**Instructions for the task:**
Please write out, exactly as they appear, the line containing "#[async_trait::async_trait]" and every line after it to the end of the records, and nothing more.

**Data to process:**
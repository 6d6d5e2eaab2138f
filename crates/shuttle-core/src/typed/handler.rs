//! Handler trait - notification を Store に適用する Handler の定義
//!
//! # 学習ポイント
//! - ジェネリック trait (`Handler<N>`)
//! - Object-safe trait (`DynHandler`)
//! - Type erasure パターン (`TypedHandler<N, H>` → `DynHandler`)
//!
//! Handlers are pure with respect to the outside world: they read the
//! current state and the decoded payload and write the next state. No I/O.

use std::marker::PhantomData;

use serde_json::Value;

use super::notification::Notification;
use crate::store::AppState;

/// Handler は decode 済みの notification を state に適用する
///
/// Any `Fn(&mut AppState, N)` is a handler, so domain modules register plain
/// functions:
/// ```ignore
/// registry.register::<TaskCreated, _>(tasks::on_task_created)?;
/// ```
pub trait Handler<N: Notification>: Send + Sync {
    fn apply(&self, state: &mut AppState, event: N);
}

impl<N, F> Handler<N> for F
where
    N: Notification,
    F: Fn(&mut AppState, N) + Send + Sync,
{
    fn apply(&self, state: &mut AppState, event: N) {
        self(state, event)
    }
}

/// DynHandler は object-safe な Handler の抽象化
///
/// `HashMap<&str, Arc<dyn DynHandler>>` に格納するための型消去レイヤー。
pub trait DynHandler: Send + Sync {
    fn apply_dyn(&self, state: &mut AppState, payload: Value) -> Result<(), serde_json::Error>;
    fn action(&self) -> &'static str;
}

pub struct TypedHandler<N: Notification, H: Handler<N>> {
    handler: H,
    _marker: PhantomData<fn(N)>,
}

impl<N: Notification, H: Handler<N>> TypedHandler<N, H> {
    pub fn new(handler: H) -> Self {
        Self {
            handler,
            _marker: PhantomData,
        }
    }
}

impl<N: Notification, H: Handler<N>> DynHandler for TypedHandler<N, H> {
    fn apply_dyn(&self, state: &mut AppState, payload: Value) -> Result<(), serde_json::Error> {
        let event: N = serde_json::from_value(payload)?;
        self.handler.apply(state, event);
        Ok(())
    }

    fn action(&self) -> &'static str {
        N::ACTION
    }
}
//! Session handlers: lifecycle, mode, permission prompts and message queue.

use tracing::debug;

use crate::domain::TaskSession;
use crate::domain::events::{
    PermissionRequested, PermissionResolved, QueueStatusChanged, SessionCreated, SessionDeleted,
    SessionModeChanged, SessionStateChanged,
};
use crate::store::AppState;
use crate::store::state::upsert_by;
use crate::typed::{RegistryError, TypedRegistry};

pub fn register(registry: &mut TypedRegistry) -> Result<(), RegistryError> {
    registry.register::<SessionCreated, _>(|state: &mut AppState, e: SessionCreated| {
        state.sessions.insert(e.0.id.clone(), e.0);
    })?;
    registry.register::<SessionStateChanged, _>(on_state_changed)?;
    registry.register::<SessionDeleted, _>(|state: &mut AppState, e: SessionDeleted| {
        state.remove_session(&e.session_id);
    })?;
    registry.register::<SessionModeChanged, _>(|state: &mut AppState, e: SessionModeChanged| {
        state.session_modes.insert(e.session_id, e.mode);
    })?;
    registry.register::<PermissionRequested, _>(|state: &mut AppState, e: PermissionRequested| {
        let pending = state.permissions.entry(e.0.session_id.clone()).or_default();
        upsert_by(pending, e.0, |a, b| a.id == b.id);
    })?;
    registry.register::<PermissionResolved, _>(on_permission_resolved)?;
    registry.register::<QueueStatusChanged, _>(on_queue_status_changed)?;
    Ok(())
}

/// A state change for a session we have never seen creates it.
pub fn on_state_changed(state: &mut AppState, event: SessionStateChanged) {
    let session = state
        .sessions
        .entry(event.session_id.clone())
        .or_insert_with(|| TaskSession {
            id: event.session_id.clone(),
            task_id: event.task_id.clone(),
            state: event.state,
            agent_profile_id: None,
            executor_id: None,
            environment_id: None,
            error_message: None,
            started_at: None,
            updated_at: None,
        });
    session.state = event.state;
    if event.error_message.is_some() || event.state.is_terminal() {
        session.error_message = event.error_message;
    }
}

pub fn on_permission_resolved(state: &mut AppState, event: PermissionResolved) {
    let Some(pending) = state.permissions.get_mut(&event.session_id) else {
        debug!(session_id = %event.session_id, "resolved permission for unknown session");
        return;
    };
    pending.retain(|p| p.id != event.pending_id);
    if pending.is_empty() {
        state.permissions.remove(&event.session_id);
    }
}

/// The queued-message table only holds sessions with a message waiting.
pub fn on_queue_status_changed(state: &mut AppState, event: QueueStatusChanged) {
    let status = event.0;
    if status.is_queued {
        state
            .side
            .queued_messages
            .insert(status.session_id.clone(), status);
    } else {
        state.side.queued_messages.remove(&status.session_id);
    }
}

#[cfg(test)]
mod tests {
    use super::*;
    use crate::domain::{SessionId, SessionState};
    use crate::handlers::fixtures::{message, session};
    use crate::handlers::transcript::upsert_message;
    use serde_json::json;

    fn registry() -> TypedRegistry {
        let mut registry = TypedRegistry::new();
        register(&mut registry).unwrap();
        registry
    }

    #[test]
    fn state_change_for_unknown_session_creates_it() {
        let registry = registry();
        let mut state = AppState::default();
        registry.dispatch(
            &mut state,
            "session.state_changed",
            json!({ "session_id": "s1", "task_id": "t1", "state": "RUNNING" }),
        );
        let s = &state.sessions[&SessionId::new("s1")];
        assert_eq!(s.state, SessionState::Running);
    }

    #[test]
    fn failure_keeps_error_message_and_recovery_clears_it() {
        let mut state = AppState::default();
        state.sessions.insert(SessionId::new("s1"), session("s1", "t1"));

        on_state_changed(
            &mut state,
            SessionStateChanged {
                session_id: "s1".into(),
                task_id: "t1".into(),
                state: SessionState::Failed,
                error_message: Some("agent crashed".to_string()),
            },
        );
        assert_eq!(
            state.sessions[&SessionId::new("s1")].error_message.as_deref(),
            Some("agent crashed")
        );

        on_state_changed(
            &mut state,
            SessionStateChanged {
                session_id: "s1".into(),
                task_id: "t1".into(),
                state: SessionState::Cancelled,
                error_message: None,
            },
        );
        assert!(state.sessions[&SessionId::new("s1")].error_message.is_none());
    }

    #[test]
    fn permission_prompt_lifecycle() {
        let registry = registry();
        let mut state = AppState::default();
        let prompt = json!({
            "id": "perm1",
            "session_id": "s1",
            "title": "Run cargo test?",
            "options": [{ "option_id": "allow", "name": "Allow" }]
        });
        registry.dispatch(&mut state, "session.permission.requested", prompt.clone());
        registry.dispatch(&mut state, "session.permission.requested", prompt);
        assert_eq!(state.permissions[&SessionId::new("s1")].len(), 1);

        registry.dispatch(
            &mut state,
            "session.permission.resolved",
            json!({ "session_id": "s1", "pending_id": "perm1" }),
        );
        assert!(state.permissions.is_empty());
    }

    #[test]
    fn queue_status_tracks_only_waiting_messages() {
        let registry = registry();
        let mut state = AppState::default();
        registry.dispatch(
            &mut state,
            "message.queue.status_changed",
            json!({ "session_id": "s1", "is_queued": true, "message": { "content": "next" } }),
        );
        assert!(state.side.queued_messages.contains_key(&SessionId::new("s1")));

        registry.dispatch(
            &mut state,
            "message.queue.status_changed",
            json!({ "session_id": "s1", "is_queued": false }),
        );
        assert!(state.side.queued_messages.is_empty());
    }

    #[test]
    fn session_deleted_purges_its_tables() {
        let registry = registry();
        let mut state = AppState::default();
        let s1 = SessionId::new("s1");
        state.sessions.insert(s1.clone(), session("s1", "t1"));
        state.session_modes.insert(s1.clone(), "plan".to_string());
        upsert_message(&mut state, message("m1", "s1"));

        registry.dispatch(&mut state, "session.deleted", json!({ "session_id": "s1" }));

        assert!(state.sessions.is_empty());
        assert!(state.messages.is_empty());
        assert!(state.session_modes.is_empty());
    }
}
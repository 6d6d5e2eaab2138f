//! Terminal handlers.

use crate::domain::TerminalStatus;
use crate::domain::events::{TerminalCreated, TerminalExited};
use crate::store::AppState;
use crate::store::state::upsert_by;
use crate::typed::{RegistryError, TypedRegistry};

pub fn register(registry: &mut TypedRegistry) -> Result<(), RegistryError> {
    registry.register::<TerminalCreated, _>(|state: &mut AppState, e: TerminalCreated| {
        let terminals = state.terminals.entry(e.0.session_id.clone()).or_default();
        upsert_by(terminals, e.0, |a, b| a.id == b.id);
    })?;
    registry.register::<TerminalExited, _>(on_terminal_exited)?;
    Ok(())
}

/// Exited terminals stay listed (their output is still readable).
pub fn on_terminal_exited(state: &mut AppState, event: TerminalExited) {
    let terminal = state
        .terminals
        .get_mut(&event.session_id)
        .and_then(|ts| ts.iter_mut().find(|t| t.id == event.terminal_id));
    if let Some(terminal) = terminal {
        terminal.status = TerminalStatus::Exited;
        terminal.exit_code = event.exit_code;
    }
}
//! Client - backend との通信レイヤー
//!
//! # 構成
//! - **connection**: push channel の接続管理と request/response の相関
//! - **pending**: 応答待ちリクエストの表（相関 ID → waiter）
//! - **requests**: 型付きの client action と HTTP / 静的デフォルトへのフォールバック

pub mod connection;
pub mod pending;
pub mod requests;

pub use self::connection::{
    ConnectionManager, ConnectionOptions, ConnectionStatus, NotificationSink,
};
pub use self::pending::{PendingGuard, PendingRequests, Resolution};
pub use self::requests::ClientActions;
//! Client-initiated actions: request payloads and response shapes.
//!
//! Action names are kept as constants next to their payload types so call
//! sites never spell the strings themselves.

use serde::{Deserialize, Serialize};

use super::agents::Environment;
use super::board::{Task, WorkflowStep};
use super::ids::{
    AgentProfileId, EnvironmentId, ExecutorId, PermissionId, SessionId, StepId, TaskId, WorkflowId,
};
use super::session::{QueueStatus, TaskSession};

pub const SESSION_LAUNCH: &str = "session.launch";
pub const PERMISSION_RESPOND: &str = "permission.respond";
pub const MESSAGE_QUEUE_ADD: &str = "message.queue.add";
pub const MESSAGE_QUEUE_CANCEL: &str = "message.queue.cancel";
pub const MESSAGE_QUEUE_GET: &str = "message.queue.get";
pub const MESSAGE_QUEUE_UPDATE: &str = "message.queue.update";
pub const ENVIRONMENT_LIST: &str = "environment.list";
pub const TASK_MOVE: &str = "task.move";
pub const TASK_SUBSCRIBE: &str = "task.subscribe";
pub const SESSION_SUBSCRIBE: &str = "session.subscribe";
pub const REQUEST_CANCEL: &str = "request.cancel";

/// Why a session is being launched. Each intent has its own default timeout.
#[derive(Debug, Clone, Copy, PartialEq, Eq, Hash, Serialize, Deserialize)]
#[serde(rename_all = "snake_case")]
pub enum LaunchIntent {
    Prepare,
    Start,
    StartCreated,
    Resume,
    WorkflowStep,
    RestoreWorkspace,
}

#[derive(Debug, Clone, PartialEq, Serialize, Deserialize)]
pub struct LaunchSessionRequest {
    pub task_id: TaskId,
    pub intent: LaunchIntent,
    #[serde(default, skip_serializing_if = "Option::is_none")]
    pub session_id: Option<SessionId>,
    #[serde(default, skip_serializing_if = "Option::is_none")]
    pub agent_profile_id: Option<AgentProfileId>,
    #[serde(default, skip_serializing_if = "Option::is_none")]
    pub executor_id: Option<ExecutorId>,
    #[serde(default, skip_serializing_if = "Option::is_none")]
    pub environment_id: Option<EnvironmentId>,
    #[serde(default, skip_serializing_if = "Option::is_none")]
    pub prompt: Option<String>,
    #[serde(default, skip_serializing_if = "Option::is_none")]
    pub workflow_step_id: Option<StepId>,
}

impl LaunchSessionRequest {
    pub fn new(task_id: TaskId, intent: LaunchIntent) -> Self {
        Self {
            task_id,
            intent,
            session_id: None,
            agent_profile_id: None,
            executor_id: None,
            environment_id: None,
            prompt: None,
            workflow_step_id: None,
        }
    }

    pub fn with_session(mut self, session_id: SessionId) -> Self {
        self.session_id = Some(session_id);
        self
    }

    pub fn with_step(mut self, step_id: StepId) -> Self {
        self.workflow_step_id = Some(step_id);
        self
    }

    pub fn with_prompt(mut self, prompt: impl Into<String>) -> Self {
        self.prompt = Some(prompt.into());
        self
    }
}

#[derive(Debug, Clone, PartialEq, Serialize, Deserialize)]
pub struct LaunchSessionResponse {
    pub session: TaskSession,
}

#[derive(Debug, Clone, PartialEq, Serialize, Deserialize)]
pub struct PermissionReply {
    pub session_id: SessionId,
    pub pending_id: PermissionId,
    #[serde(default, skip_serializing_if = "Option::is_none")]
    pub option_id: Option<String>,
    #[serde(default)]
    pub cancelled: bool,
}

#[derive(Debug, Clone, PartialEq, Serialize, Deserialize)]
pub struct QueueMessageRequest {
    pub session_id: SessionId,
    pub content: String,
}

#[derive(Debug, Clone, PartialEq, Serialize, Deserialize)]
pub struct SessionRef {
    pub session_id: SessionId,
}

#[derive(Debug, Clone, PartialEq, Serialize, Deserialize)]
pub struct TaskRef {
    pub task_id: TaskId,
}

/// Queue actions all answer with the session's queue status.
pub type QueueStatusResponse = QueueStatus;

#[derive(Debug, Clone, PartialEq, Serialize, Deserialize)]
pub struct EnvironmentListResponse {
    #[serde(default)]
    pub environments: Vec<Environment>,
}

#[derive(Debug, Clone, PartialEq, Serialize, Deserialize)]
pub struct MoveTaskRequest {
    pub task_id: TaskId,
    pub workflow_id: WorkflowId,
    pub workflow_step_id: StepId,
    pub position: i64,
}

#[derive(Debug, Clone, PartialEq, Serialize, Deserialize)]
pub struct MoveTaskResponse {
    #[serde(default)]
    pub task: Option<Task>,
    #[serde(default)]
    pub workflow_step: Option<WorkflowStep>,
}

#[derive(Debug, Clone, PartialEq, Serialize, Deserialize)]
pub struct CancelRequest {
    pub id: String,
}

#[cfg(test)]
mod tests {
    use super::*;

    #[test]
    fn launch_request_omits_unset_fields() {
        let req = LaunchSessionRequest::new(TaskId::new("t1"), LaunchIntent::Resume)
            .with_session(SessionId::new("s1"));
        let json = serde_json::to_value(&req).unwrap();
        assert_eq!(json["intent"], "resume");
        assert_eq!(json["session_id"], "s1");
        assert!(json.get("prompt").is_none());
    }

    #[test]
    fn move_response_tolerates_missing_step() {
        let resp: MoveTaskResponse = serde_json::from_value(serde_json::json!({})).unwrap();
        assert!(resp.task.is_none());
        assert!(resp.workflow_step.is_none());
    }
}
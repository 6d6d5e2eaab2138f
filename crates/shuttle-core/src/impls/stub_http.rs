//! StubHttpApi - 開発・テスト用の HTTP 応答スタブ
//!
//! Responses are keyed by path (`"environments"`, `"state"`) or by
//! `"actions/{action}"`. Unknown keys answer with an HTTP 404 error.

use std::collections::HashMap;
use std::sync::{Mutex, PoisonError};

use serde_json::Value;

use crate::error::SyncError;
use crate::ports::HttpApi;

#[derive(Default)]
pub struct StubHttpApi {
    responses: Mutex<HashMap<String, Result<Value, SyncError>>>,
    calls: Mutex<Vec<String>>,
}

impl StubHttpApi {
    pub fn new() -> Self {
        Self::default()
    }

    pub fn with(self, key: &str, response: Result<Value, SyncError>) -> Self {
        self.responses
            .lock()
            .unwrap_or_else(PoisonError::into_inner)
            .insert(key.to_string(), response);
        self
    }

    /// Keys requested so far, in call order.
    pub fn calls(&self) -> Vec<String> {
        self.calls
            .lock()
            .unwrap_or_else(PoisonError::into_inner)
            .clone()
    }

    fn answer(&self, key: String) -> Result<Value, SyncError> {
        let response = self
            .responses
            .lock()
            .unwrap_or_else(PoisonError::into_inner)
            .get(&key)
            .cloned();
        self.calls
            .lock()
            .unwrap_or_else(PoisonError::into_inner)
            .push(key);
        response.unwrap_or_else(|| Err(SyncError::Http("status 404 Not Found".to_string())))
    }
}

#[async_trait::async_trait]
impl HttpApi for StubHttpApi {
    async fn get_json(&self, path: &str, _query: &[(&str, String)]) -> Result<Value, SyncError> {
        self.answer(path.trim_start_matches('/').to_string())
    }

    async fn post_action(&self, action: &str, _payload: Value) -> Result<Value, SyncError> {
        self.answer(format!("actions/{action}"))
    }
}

**Output for this task:**
#[async_trait::async_trait]
impl HttpApi for StubHttpApi {
    async fn get_json(&self, path: &str, _query: &[(&str, String)]) -> Result<Value, SyncError> {
        self.answer(path.trim_start_matches('/').to_string())
    }

    async fn post_action(&self, action: &str, _payload: Value) -> Result<Value, SyncError> {
        self.answer(format!("actions/{action}"))
    }
}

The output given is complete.